• _EXERCISE INSTRUCTIONS_
Collect from the data below each line with "CreateAvailabilityWindowRequest".

• _STORED DATA_

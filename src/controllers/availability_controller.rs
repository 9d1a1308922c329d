use std::sync::Arc;

use sqlx::PgPool;
use uuid::Uuid;

use crate::dto::availability_dto::{
    AvailabilityQuery, AvailabilitySearchResponse, AvailabilityWindowResponse,
    CreateAvailabilityWindowRequest, UpdateAvailabilityWindowRequest,
};
use crate::dto::common::ApiResponse;
use crate::repositories::availability_repository::{AvailabilityRepository, WindowStoreCapability};
use crate::repositories::vehicle_repository::VehicleRepository;
use crate::services::availability_service::AvailabilityService;
use crate::utils::errors::{bad_request_error, validation_error, AppError};
use crate::utils::validation::validate_datetime;

pub struct AvailabilityController {
    vehicles: Arc<VehicleRepository>,
    windows: Arc<AvailabilityRepository>,
    service: AvailabilityService,
}

impl AvailabilityController {
    pub fn new(pool: PgPool, capability: WindowStoreCapability) -> Self {
        let vehicles = Arc::new(VehicleRepository::new(pool.clone()));
        let windows = Arc::new(AvailabilityRepository::new(pool, capability));
        let service = AvailabilityService::new(vehicles.clone(), windows.clone());
        Self {
            vehicles,
            windows,
            service,
        }
    }

    /// Búsqueda pública de vehículos reservables para un rango. En modo
    /// degradado sigue siendo un 200, con message explicativo: el caller
    /// distingue "confirmados" de "catálogo sin contrastar" por
    /// availability_checked, nunca por el status HTTP.
    pub async fn search(
        &self,
        query: AvailabilityQuery,
    ) -> Result<ApiResponse<AvailabilitySearchResponse>, AppError> {
        let start_raw = query
            .start_date
            .as_deref()
            .ok_or_else(|| bad_request_error("startDate is required"))?;
        let end_raw = query
            .end_date
            .as_deref()
            .ok_or_else(|| bad_request_error("endDate is required"))?;

        let start = validate_datetime(start_raw)
            .map_err(|_| bad_request_error("startDate must be an ISO-8601 timestamp"))?;
        let end = validate_datetime(end_raw)
            .map_err(|_| bad_request_error("endDate must be an ISO-8601 timestamp"))?;

        let search = self
            .service
            .find_available(start, end, query.vehicle_type.as_deref(), query.locale.as_deref())
            .await?;

        let response = AvailabilitySearchResponse {
            vehicles: search.vehicles.into_iter().map(Into::into).collect(),
            availability_checked: !search.degraded,
        };

        if search.degraded {
            Ok(ApiResponse::success_with_message(
                response,
                "La disponibilidad no pudo verificarse; se muestra el catálogo sin contrastar"
                    .to_string(),
            ))
        } else {
            Ok(ApiResponse::success(response))
        }
    }

    pub async fn windows_for_vehicle(
        &self,
        vehicle_id: Uuid,
    ) -> Result<ApiResponse<Vec<AvailabilityWindowResponse>>, AppError> {
        self.vehicles
            .find_by_id(vehicle_id)
            .await?
            .ok_or_else(|| AppError::NotFound("Vehículo no encontrado".to_string()))?;

        let windows = self.windows.find_by_vehicle(vehicle_id).await?;
        Ok(ApiResponse::success(
            windows.into_iter().map(Into::into).collect(),
        ))
    }

    pub async fn create_window(
        &self,
        request: CreateAvailabilityWindowRequest,
    ) -> Result<ApiResponse<AvailabilityWindowResponse>, AppError> {
        let start = validate_datetime(&request.start_date)
            .map_err(|_| bad_request_error("start_date must be an ISO-8601 timestamp"))?;
        let end = validate_datetime(&request.end_date)
            .map_err(|_| bad_request_error("end_date must be an ISO-8601 timestamp"))?;

        if start >= end {
            return Err(validation_error(
                "start_date",
                "start_date must be strictly before end_date",
            ));
        }

        self.vehicles
            .find_by_id(request.vehicle_id)
            .await?
            .ok_or_else(|| AppError::NotFound("Vehículo no encontrado".to_string()))?;

        let window = self
            .windows
            .create(
                request.vehicle_id,
                start,
                end,
                request.is_available,
                request.vehicle_type,
            )
            .await?;

        Ok(ApiResponse::success_with_message(
            window.into(),
            "Ventana de disponibilidad creada exitosamente".to_string(),
        ))
    }

    pub async fn update_window(
        &self,
        id: Uuid,
        request: UpdateAvailabilityWindowRequest,
    ) -> Result<ApiResponse<AvailabilityWindowResponse>, AppError> {
        let start = request
            .start_date
            .as_deref()
            .map(validate_datetime)
            .transpose()
            .map_err(|_| bad_request_error("start_date must be an ISO-8601 timestamp"))?;
        let end = request
            .end_date
            .as_deref()
            .map(validate_datetime)
            .transpose()
            .map_err(|_| bad_request_error("end_date must be an ISO-8601 timestamp"))?;

        let current = self
            .windows
            .find_by_id(id)
            .await?
            .ok_or_else(|| AppError::NotFound("Availability window not found".to_string()))?;

        // Validar el intervalo efectivo resultante antes de escribir
        let effective_start = start.unwrap_or(current.start_date);
        let effective_end = end.unwrap_or(current.end_date);
        if effective_start >= effective_end {
            return Err(validation_error(
                "start_date",
                "start_date must be strictly before end_date",
            ));
        }

        let window = self
            .windows
            .update(id, start, end, request.is_available, request.vehicle_type)
            .await?;

        Ok(ApiResponse::success_with_message(
            window.into(),
            "Ventana de disponibilidad actualizada exitosamente".to_string(),
        ))
    }

    pub async fn delete_window(&self, id: Uuid) -> Result<(), AppError> {
        self.windows.delete(id).await
    }
}
//! Configuración de variables de entorno
//!
//! Este módulo maneja la configuración del entorno y variables de configuración.

use std::env;

/// Configuración del entorno
#[derive(Debug, Clone)]
pub struct EnvironmentConfig {
    pub environment: String,
    pub port: u16,
    pub host: String,
    pub jwt_secret: String,
    pub jwt_expiration: u64,
    pub cors_origins: Vec<String>,
    // Webhook opcional para notificaciones de cambio de estado
    pub notification_webhook_url: Option<String>,
}

impl Default for EnvironmentConfig {
    fn default() -> Self {
        Self {
            environment: env::var("ENVIRONMENT").expect("ENVIRONMENT must be set"),
            port: env::var("PORT")
                .expect("PORT must be set")
                .parse()
                .expect("PORT must be a valid number"),
            host: env::var("HOST").expect("HOST must be set"),
            jwt_secret: env::var("JWT_SECRET").expect("JWT_SECRET must be set"),
            jwt_expiration: env::var("JWT_EXPIRATION")
                .expect("JWT_EXPIRATION must be set")
                .parse()
                .expect("JWT_EXPIRATION must be a valid number"),
            cors_origins: env::var("CORS_ORIGINS")
                .expect("CORS_ORIGINS must be set")
                .split(',')
                .map(|s| s.trim().to_string())
                .collect(),
            notification_webhook_url: env::var("NOTIFICATION_WEBHOOK_URL").ok(),
        }
    }
}

impl EnvironmentConfig {
    /// Verificar si estamos en modo desarrollo
    pub fn is_development(&self) -> bool {
        self.environment == "development"
    }

    /// Verificar si estamos en modo producción
    pub fn is_production(&self) -> bool {
        self.environment == "production"
    }

    /// Obtener la URL del servidor
    pub fn server_url(&self) -> String {
        format!("{}:{}", self.host, self.port)
    }
}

• _RESPONSE BOX_
    CreateAvailabilityWindowRequest, UpdateAvailabilityWindowRequest,
        request: CreateAvailabilityWindowRequest,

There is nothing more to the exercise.